Also, the present invention aims to provide a single panel type color display device using a bi-directional scanning method, due to which the scanning frequency of a scanner reduces by half compared to one using a unidirectional scanning method, so that a manufacturing specification can be simplified and the life span of the scanner can be lengthened.

One aspect of the present invention provides a bi-directional scan type color display device, comprising: a light source part emitting color lights according to a light source control signal; an optical modulator element modulating the color lights according to an optical modulator control signal, thereby generating diffracted lights; a scanner bi-directionally scanning and then projecting the diffracted lights emitted from the optical modulator element according to a scanner control signal; and an image control circuit controlling the light source part, the optical modulator element and the scanner by transferring the light source control signal, the optical modulator control signal and the scanner control signal thereto in correspondence with image information which will be displayed on the screen.

Here, the diffracted light is projected onto the screen to express one vertical line image, which is a one dimensional image, and displayed as a two dimensional image by employing the scanner bi-directionally scanning in a horizontal direction.

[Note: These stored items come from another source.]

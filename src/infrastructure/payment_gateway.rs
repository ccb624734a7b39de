use std::time::Duration;

use reqwest::StatusCode;
use serde_json::Value;

use crate::config::PaymentConfig;
use crate::domain::errors::{CheckoutError, PaymentError, DEFAULT_PAYMENT_STATUS};
use crate::domain::payment::{ChargeAck, GatewayCharge};
use crate::domain::ports::PaymentGateway;

/// Card provider reached over HTTPS with a bearer token.
///
/// Uses the blocking client: charges are issued from inside a Diesel
/// transaction, which already runs on actix's blocking pool.
pub struct HttpPaymentGateway {
    endpoint: String,
    token: Option<String>,
    timeout: Duration,
}

impl HttpPaymentGateway {
    pub fn new(endpoint: impl Into<String>, token: Option<String>, timeout: Duration) -> Self {
        Self {
            endpoint: endpoint.into(),
            token,
            timeout,
        }
    }

    pub fn from_config(config: &PaymentConfig) -> Self {
        Self::new(
            config.endpoint.clone(),
            config.token.clone(),
            Duration::from_secs(config.timeout_secs),
        )
    }
}

impl PaymentGateway for HttpPaymentGateway {
    fn submit(&self, charge: &GatewayCharge) -> Result<ChargeAck, CheckoutError> {
        let token = self.token.as_deref().ok_or_else(|| {
            CheckoutError::Internal("FAKE_PAYMENT_TOKEN is not configured".to_string())
        })?;

        let client = reqwest::blocking::Client::builder()
            .timeout(self.timeout)
            .build()
            .map_err(|e| CheckoutError::Internal(format!("payment client: {e}")))?;

        let response = client
            .post(&self.endpoint)
            .bearer_auth(token)
            .json(charge)
            .send()
            .map_err(|e| {
                log::warn!("Payment gateway request failed: {}", e);
                CheckoutError::Payment(PaymentError::rejected("Payment gateway unreachable"))
            })?;

        let status = response.status();
        let body = response.text().ok().and_then(|text| parse_body(&text));

        if status.is_success() {
            return Ok(ChargeAck(body.unwrap_or(Value::Null)));
        }

        let reason = body
            .as_ref()
            .and_then(|b| b.get("message"))
            .and_then(Value::as_str)
            .map(str::to_string)
            .unwrap_or_else(|| format!("Payment rejected by the gateway ({status})"));

        Err(CheckoutError::Payment(PaymentError {
            reason,
            provider: body,
            status: surfaced_status(status),
        }))
    }
}

fn parse_body(text: &str) -> Option<Value> {
    if text.trim().is_empty() {
        return None;
    }
    Some(serde_json::from_str(text).unwrap_or_else(|_| Value::String(text.to_string())))
}

/// Provider 4xx codes pass through, except auth failures which concern our
/// own credentials rather than the customer's payment.
fn surfaced_status(status: StatusCode) -> u16 {
    match status {
        StatusCode::UNAUTHORIZED | StatusCode::FORBIDDEN => DEFAULT_PAYMENT_STATUS,
        s if s.is_client_error() => s.as_u16(),
        _ => DEFAULT_PAYMENT_STATUS,
    }
}

#[cfg(test)]
mod tests {
    use std::net::SocketAddr;
    use std::time::Duration;

    use actix_web::{web, App, HttpRequest, HttpResponse, HttpServer};
    use serde_json::{json, Value};

    use super::*;

    const TOKEN: &str = "test_payment_token";

    async fn fake_provider(req: HttpRequest, body: web::Json<Value>) -> HttpResponse {
        let authorized = req
            .headers()
            .get("Authorization")
            .and_then(|h| h.to_str().ok())
            == Some("Bearer test_payment_token");
        if !authorized {
            return HttpResponse::Unauthorized().json(json!({"message": "bad token"}));
        }
        match body["card-number"].as_str() {
            Some("4000000000000002") => {
                HttpResponse::PaymentRequired().json(json!({"message": "Card declined"}))
            }
            Some("4000000000000119") => HttpResponse::InternalServerError().body("boom"),
            Some("4000000000000127") => {
                HttpResponse::UnprocessableEntity().json(json!({"message": "Invalid CVV"}))
            }
            _ => HttpResponse::Ok().json(json!({"status": "approved", "amount": body["amount"]})),
        }
    }

    fn start_provider() -> SocketAddr {
        let server = HttpServer::new(|| App::new().route("/payments", web::post().to(fake_provider)))
            .workers(1)
            .bind(("127.0.0.1", 0))
            .expect("bind failed");
        let addr = server.addrs()[0];
        actix_web::rt::spawn(server.run());
        addr
    }

    fn charge(card_number: &str) -> GatewayCharge {
        GatewayCharge {
            amount: "41.00".into(),
            card_number: card_number.into(),
            cvv: "123".into(),
            expiration_month: "12".into(),
            expiration_year: "2030".into(),
            full_name: "Tester Card".into(),
            currency: "USD".into(),
            description: "Order payment".into(),
            reference: "test-ref".into(),
        }
    }

    async fn submit(
        gateway: HttpPaymentGateway,
        card_number: &str,
    ) -> Result<ChargeAck, CheckoutError> {
        let charge = charge(card_number);
        tokio::task::spawn_blocking(move || gateway.submit(&charge))
            .await
            .expect("blocking task panicked")
    }

    fn gateway(addr: SocketAddr, token: Option<&str>) -> HttpPaymentGateway {
        HttpPaymentGateway::new(
            format!("http://{addr}/payments"),
            token.map(str::to_string),
            Duration::from_secs(5),
        )
    }

    #[actix_web::test]
    async fn approved_charge_returns_provider_body() {
        let addr = start_provider();

        let ack = submit(gateway(addr, Some(TOKEN)), "4111111111111111")
            .await
            .expect("charge should succeed");

        assert_eq!(ack.0["status"], "approved");
        assert_eq!(ack.0["amount"], "41.00");
    }

    #[actix_web::test]
    async fn declined_charge_surfaces_provider_message() {
        let addr = start_provider();

        match submit(gateway(addr, Some(TOKEN)), "4000000000000002").await {
            Err(CheckoutError::Payment(err)) => {
                assert_eq!(err.reason, "Card declined");
                assert_eq!(err.status, 402);
                assert_eq!(err.provider, Some(json!({"message": "Card declined"})));
            }
            other => panic!("unexpected result: {other:?}"),
        }
    }

    #[actix_web::test]
    async fn specific_client_error_status_is_kept() {
        let addr = start_provider();

        match submit(gateway(addr, Some(TOKEN)), "4000000000000127").await {
            Err(CheckoutError::Payment(err)) => assert_eq!(err.status, 422),
            other => panic!("unexpected result: {other:?}"),
        }
    }

    #[actix_web::test]
    async fn provider_server_error_is_a_payment_rejection() {
        let addr = start_provider();

        match submit(gateway(addr, Some(TOKEN)), "4000000000000119").await {
            Err(CheckoutError::Payment(err)) => {
                assert_eq!(err.status, 402);
                assert_eq!(err.provider, Some(Value::String("boom".into())));
            }
            other => panic!("unexpected result: {other:?}"),
        }
    }

    #[actix_web::test]
    async fn rejected_credentials_do_not_leak_as_401() {
        let addr = start_provider();

        match submit(gateway(addr, Some("wrong")), "4111111111111111").await {
            Err(CheckoutError::Payment(err)) => assert_eq!(err.status, 402),
            other => panic!("unexpected result: {other:?}"),
        }
    }

    #[actix_web::test]
    async fn missing_token_is_an_internal_error() {
        let addr = start_provider();

        let result = submit(gateway(addr, None), "4111111111111111").await;

        assert!(matches!(result, Err(CheckoutError::Internal(_))));
    }

    #[actix_web::test]
    async fn unreachable_provider_is_a_payment_error() {
        let port = std::net::TcpListener::bind("127.0.0.1:0")
            .and_then(|l| l.local_addr())
            .expect("bind failed")
            .port();
        let addr: SocketAddr = ([127, 0, 0, 1], port).into();

        match submit(gateway(addr, Some(TOKEN)), "4111111111111111").await {
            Err(CheckoutError::Payment(err)) => {
                assert_eq!(err.status, 402);
                assert!(err.provider.is_none());
                assert_eq!(err.reason, "Payment gateway unreachable");
                assert!(!err.reason.contains("127.0.0.1"));
            }
            other => panic!("unexpected result: {other:?}"),
        }
    }
}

Further, the diffracted light is projected onto the screen to express one horizontal line image, which is a one dimensional image, and displayed as a two dimensional image by employing the scanner bi-directionally scanning in a vertical direction.

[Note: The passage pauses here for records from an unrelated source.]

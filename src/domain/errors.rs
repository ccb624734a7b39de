use serde_json::Value;
use thiserror::Error;

pub const DEFAULT_PAYMENT_STATUS: u16 = 402;

/// Machine-readable reason for a client-correctable checkout failure.
#[derive(Debug, Clone, Copy, PartialEq, Eq)]
pub enum ValidationKind {
    EmptyCart,
    InvalidQuantity,
    InvalidProductId,
    MissingProduct,
    InsufficientStock,
    MissingPaymentMethod,
    InvalidPaymentDetails,
    UnsupportedMethod,
    MissingField,
    InvalidAmount,
}

impl ValidationKind {
    pub fn code(&self) -> &'static str {
        match self {
            ValidationKind::EmptyCart => "EMPTY_CART",
            ValidationKind::InvalidQuantity => "INVALID_QUANTITY",
            ValidationKind::InvalidProductId => "INVALID_PRODUCT_ID",
            ValidationKind::MissingProduct => "MISSING_PRODUCT",
            ValidationKind::InsufficientStock => "INSUFFICIENT_STOCK",
            ValidationKind::MissingPaymentMethod => "MISSING_PAYMENT_METHOD",
            ValidationKind::InvalidPaymentDetails => "INVALID_PAYMENT_DETAILS",
            ValidationKind::UnsupportedMethod => "UNSUPPORTED_METHOD",
            ValidationKind::MissingField => "MISSING_FIELD",
            ValidationKind::InvalidAmount => "INVALID_AMOUNT",
        }
    }
}

/// A charge the payment provider refused, or could not be reached for.
#[derive(Debug, Clone, PartialEq)]
pub struct PaymentError {
    pub reason: String,
    /// Raw provider body, kept for support and debugging.
    pub provider: Option<Value>,
    pub status: u16,
}

impl PaymentError {
    pub fn rejected(reason: impl Into<String>) -> Self {
        Self {
            reason: reason.into(),
            provider: None,
            status: DEFAULT_PAYMENT_STATUS,
        }
    }
}

#[derive(Debug, Error)]
pub enum CheckoutError {
    #[error("{message}")]
    Validation {
        kind: ValidationKind,
        field: Option<String>,
        message: String,
    },
    #[error("Payment failed: {}", .0.reason)]
    Payment(PaymentError),
    #[error("Order not found")]
    NotFound,
    #[error("Internal error: {0}")]
    Internal(String),
}

impl CheckoutError {
    pub fn validation(kind: ValidationKind, message: impl Into<String>) -> Self {
        CheckoutError::Validation {
            kind,
            field: None,
            message: message.into(),
        }
    }

    pub fn invalid_field(
        kind: ValidationKind,
        field: impl Into<String>,
        message: impl Into<String>,
    ) -> Self {
        CheckoutError::Validation {
            kind,
            field: Some(field.into()),
            message: message.into(),
        }
    }

    pub fn validation_kind(&self) -> Option<ValidationKind> {
        match self {
            CheckoutError::Validation { kind, .. } => Some(*kind),
            _ => None,
        }
    }
}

Further, the light source part comprises red, green, and blue light sources, of which on/off states are controlled according to the light source control signal.

Here, in the case that one of the red, green, and blue light sources is turned on, the other light sources are turned off.

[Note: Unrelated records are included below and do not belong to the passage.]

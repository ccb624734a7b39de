//! OpenAPI document for the order endpoints.
//!
//! - Swagger UI: `/swagger-ui/`
//! - OpenAPI JSON: `/api-docs/openapi.json`

use utoipa::openapi::security::{HttpAuthScheme, HttpBuilder, SecurityScheme};
use utoipa::{Modify, OpenApi};

use crate::handlers::orders::{
    CreateOrderRequest, ListOrdersParams, OrderItemResponse, OrderPageResponse, OrderResponse,
    ProductSummaryResponse,
};

struct SecurityAddon;

impl Modify for SecurityAddon {
    fn modify(&self, openapi: &mut utoipa::openapi::OpenApi) {
        if let Some(components) = openapi.components.as_mut() {
            components.add_security_scheme(
                "bearer_auth",
                SecurityScheme::Http(
                    HttpBuilder::new()
                        .scheme(HttpAuthScheme::Bearer)
                        .bearer_format("JWT")
                        .build(),
                ),
            );
        }
    }
}

#[derive(OpenApi)]
#[openapi(
    info(
        title = "Checkout Service API",
        version = "0.1.0",
        description = "Order checkout: stock validation, payment and order history. \
                       Responses use the JSend envelope (status + data/message)."
    ),
    paths(
        crate::handlers::orders::create_order,
        crate::handlers::orders::list_orders,
        crate::handlers::orders::get_order,
    ),
    components(schemas(
        CreateOrderRequest,
        ListOrdersParams,
        OrderResponse,
        OrderItemResponse,
        OrderPageResponse,
        ProductSummaryResponse,
    )),
    modifiers(&SecurityAddon),
    tags((name = "orders", description = "Checkout and order history"))
)]
pub struct ApiDoc;

#[cfg(test)]
mod tests {
    use super::*;

    #[test]
    fn documents_order_routes_with_bearer_scheme() {
        let doc = ApiDoc::openapi();

        assert!(doc.paths.paths.contains_key("/orders"));
        assert!(doc.paths.paths.contains_key("/orders/{id}"));
        let components = doc.components.expect("components");
        assert!(components.security_schemes.contains_key("bearer_auth"));
    }
}
use diesel::pg::PgConnection;
use diesel::r2d2::{ConnectionManager, Pool, PoolError};

pub type DbPool = Pool<ConnectionManager<PgConnection>>;

pub fn create_pool(database_url: &str, max_size: u32) -> Result<DbPool, PoolError> {
    let manager = ConnectionManager::<PgConnection>::new(database_url);
    Pool::builder().max_size(max_size.max(1)).build(manager)
}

Also, the image information contains information regarding the intensity of red, green, and blue lights with respect to pixels constituting one frame, of which number is equal to (the number of vertical line pixels)×(the number of horizontal line pixels)

Here, the image control circuit transfers the light-intensity information corresponding to a color of the turned on light source to the optical modulator element, in synchronization with the optical modulator control signal.

Here, the scanner projects the diffracted light corresponding to one of red, green, and blue colors forming one frame to the screen, with each half rotation.

Also, the scanner projects the diffracted lights respectively corresponding to red, green, and blue colors onto the screen through one and a half rotations, one diffracted light per half rotation.

Further, the scanner performs one rotation within 1/(1.5×the field frequency according a television broadcasting system) [sec].

Also, the scanner comprises a galvano mirror.

Additional aspects and advantages of the present general inventive concept will be set forth in part in the description which follows, and in part will be obvious from the description, or may be learned by practice of the general inventive concept.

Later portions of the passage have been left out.